> EXERCISE DESCRIPTION
Among the records below, find the line that has "pub mod descriptor;"; from there, give the lines again exactly, and stop after the line that has "used in logs".

─── EXTRACTED RECORDS ───

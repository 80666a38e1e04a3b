//! Error types for the entity layer
//!
//! Driver failures are wrapped, never swallowed: a relation load surfaces a
//! `RelationLoadError`, a persistence pass surfaces a `RelationSaveError`
//! tagged with the phase that failed, and both carry the underlying
//! `DriverError` from the storage backend.

use std::fmt;

use crate::config::ConfigError;
use crate::entity::EntityId;

/// Result type alias for entity operations
pub type EntityResult<T> = Result<T, EntityError>;

/// Result type alias for driver calls
pub type DriverResult<T> = Result<T, DriverError>;

/// Opaque failure reported by a storage driver
#[derive(Debug, Clone, PartialEq, thiserror::Error)]
#[error("driver error for '{entity_type}': {message}")]
pub struct DriverError {
    /// Entity type the failing call was made for
    pub entity_type: String,
    /// Backend-provided description
    pub message: String,
}

impl DriverError {
    /// Wrap a backend failure
    pub fn backend(entity_type: impl Into<String>, message: impl Into<String>) -> Self {
        Self {
            entity_type: entity_type.into(),
            message: message.into(),
        }
    }

    /// No driver is bound to the entity type
    pub fn not_registered(entity_type: impl Into<String>) -> Self {
        Self::backend(entity_type, "no driver registered for this entity type")
    }
}

/// Fetching link rows or their targets failed; the load was discarded
#[derive(Debug, Clone, PartialEq, thiserror::Error)]
pub enum RelationLoadError {
    #[error("failed to load link rows of '{relation}' for owner {owner}: {source}")]
    LinkRows {
        relation: String,
        owner: EntityId,
        source: DriverError,
    },

    #[error("failed to load target {target} of '{relation}' for owner {owner}: {source}")]
    Target {
        relation: String,
        owner: EntityId,
        target: EntityId,
        source: DriverError,
    },

    #[error("link row {link} of '{relation}' for owner {owner} has no usable '{field}' value")]
    MalformedLinkRow {
        relation: String,
        owner: EntityId,
        link: String,
        field: String,
    },
}

impl RelationLoadError {
    /// Identifier of the owner whose relation failed to load
    pub fn owner(&self) -> &EntityId {
        match self {
            Self::LinkRows { owner, .. }
            | Self::Target { owner, .. }
            | Self::MalformedLinkRow { owner, .. } => owner,
        }
    }

    /// Name of the relation attribute
    pub fn relation(&self) -> &str {
        match self {
            Self::LinkRows { relation, .. }
            | Self::Target { relation, .. }
            | Self::MalformedLinkRow { relation, .. } => relation,
        }
    }

    /// Underlying driver failure, if the load failed inside a driver call
    pub fn driver_error(&self) -> Option<&DriverError> {
        match self {
            Self::LinkRows { source, .. } | Self::Target { source, .. } => Some(source),
            Self::MalformedLinkRow { .. } => None,
        }
    }
}

/// Step of a save pass that can fail
#[derive(Debug, Clone, Copy, PartialEq, Eq, Hash)]
pub enum SavePhase {
    /// Saving the owner entity
    Owner,
    /// Saving a newly added target entity
    Target,
    /// Saving the link row binding owner and target
    Link,
    /// Deleting a link row that was removed from the relation
    Unlink,
}

impl fmt::Display for SavePhase {
    fn fmt(&self, f: &mut fmt::Formatter<'_>) -> fmt::Result {
        let phase = match self {
            SavePhase::Owner => "owner save",
            SavePhase::Target => "target save",
            SavePhase::Link => "link save",
            SavePhase::Unlink => "link delete",
        };
        write!(f, "{}", phase)
    }
}

/// A persistence pass failed; the relation's initial snapshot was not promoted
#[derive(Debug, Clone, PartialEq)]
pub struct RelationSaveError {
    /// Relation being persisted, `None` for the owner phase
    pub relation: Option<String>,
    pub phase: SavePhase,
    pub source: DriverError,
}

impl RelationSaveError {
    pub fn new(relation: Option<&str>, phase: SavePhase, source: DriverError) -> Self {
        Self {
            relation: relation.map(str::to_string),
            phase,
            source,
        }
    }
}

impl fmt::Display for RelationSaveError {
    fn fmt(&self, f: &mut fmt::Formatter<'_>) -> fmt::Result {
        match &self.relation {
            Some(relation) => write!(
                f,
                "{} of relation '{}' failed: {}",
                self.phase, relation, self.source
            ),
            None => write!(f, "{} failed: {}", self.phase, self.source),
        }
    }
}

impl std::error::Error for RelationSaveError {
    fn source(&self) -> Option<&(dyn std::error::Error + 'static)> {
        Some(&self.source)
    }
}

/// Error types for entity operations
#[derive(Debug, Clone, thiserror::Error)]
pub enum EntityError {
    #[error(transparent)]
    Load(#[from] RelationLoadError),

    #[error(transparent)]
    Save(#[from] RelationSaveError),

    #[error(transparent)]
    Driver(#[from] DriverError),

    #[error("entity type '{entity_type}' has no relation named '{relation}'")]
    UnknownRelation { entity_type: String, relation: String },

    #[error("invalid input for relation '{relation}': {reason}")]
    InvalidInput { relation: String, reason: String },

    #[error("{entity_type} has not been saved yet")]
    NotPersisted { entity_type: String },

    #[error(transparent)]
    Config(#[from] ConfigError),
}
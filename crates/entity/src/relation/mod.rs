//! Relations Module - many-to-many attributes materialized through link tables

pub mod descriptor;
pub mod loader;
pub mod save;
pub mod value;

pub use descriptor::RelationDescriptor;
pub use loader::{LinkedEntitiesLoader, LoadResult};
pub use save::{SaveOrchestrator, SaveSummary};
pub use value::{LinkedEntity, RelatedInput, RelationAttributeValue, RelationPhase, RelationState};
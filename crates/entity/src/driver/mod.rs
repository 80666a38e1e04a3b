//! Storage Driver Contract
//!
//! Every storage backend exposes the same four operations. Each entity type
//! is bound to one driver through the [`DriverRegistry`]; the entity layer
//! never knows which backend it is talking to.

use async_trait::async_trait;

use crate::entity::{EntityType, Record};
use crate::error::DriverResult;
use crate::query::{Query, QueryResult};

pub mod memory;
pub mod registry;

pub use memory::MemoryDriver;
pub use registry::DriverRegistry;

/// Storage capability bound to entity types
#[async_trait]
pub trait Driver: Send + Sync {
    /// Short name used in logs
    fn name(&self) -> &str {
        "driver"
    }

    /// Fetch a single record, or an empty result
    async fn find_one(&self, entity_type: &EntityType, query: &Query) -> DriverResult<QueryResult>;

    /// Fetch every matching record in storage order
    async fn find(&self, entity_type: &EntityType, query: &Query) -> DriverResult<QueryResult>;

    /// Create or update the record. A newly assigned identifier is written
    /// into `record`.
    async fn save(&self, record: &mut Record) -> DriverResult<QueryResult>;

    /// Delete the record
    async fn delete(&self, record: &Record) -> DriverResult<QueryResult>;
}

───

> EXERCISE RESULT
pub mod descriptor;
pub mod loader;
pub mod save;
pub mod value;

pub use descriptor::RelationDescriptor;
pub use loader::{LinkedEntitiesLoader, LoadResult};
pub use save::{SaveOrchestrator, SaveSummary};
pub use value::{LinkedEntity, RelatedInput, RelationAttributeValue, RelationPhase, RelationState};
filename crates/entity/src/driver/mod.rs
repository 80666a38e1e04a3b
//! Storage Driver Contract
//!
//! Every storage backend exposes the same four operations. Each entity type
//! is bound to one driver through the [`DriverRegistry`]; the entity layer
//! never knows which backend it is talking to.

use async_trait::async_trait;

use crate::entity::{EntityType, Record};
use crate::error::DriverResult;
use crate::query::{Query, QueryResult};

pub mod memory;
pub mod registry;

pub use memory::MemoryDriver;
pub use registry::DriverRegistry;

/// Storage capability bound to entity types
#[async_trait]
pub trait Driver: Send + Sync {
    /// Short name used in logs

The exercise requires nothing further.